The impact of innovation and technological advancement can be seen in the spread of humans around the world after the development of complex stone tools, or the explosion of industry during the industrial revolution. But events like these in prehistory have not just left their mark in the physical record in the form of tools and bones, but it seems that traces of it can also be found in our DNA. A new study has revealed differing expansions of the male genetic line, which are seemingly linked to human development.
The largest ever study of global genetic variation in the human Y chromosome analyzed over 1,200 different men from 26 separate populations. The male Y chromosome is interesting because as only men inherit it and pass it on, it “bears a unique record of human history,” write the authors of the paper, published in Nature genetics. In a similar way that surnames can be traced back down the male line, the Y chromosome can be used to look back tens of thousands of years.
Using the data from these men, they were able to build up a tree of their relatedness. It allowed the researchers to see not only how all men are descended from a single man who lived around 190,000 years ago, about the time when most anthropologists think that modern humans emerged, but also how different sub groups are related. Some parts of the tree, the researchers note, were more like bushes, with multiple linages coming off a single point.
“This pattern tells us that there was an explosive increase in the number of men carrying a certain type of Y chromosome, within just a few generations,” explained Dr. Yali Xue from the Wellcome Trust Sanger Institute, and lead author of the study. “We only observed this phenomenon in males, and only in a few groups of men.” One such group were those who are native to the Americas. The team was able to date this explosion to around 15,000 years ago, the point in time when humans were first thought to have colonized the continent, arriving in a land where resources were in huge abundance, and obviously allowing the human population to massively expand.

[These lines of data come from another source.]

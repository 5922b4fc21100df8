/// Errors from encoding or decoding wire messages.
#[derive(Debug, thiserror::Error)]
pub enum ProtocolError {
    /// A value could not be serialized.
    #[cfg(feature = "json")]
    #[error("encode failed: {0}")]
    Encode(serde_json::Error),

    /// Incoming bytes were not a valid message.
    #[cfg(feature = "json")]
    #[error("decode failed: {0}")]
    Decode(serde_json::Error),

    /// The message decoded but is not acceptable here (wrong order,
    /// wrong version, closed before it arrived).
    #[error("invalid message: {0}")]
    InvalidMessage(String),
}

But looking to the other side of the Atlantic, they also found an explosion in the male chromosome, but this time dating to around 5,000 years ago, during the Neolithic. “Half of the Western European population is descended from just one man,” Dr. Chris Tyler-Smith, who co-authored the paper, told The Telegraph. “We can only speculate as to what happened.”
He suggests that it was advances in technology – possibly metallurgy, wheeled transport, or organized warfare – which was controlled by a small group of men who were therefore controlling reproduction and dominating the population that could have caused these results. This, interestingly, could match in with the period in which it is thought that one Bronze Age group, the Yamnaya culture, swept across the continent. Perhaps their superior technological skills therefore allowed them to dominate over the tribes already present at the time.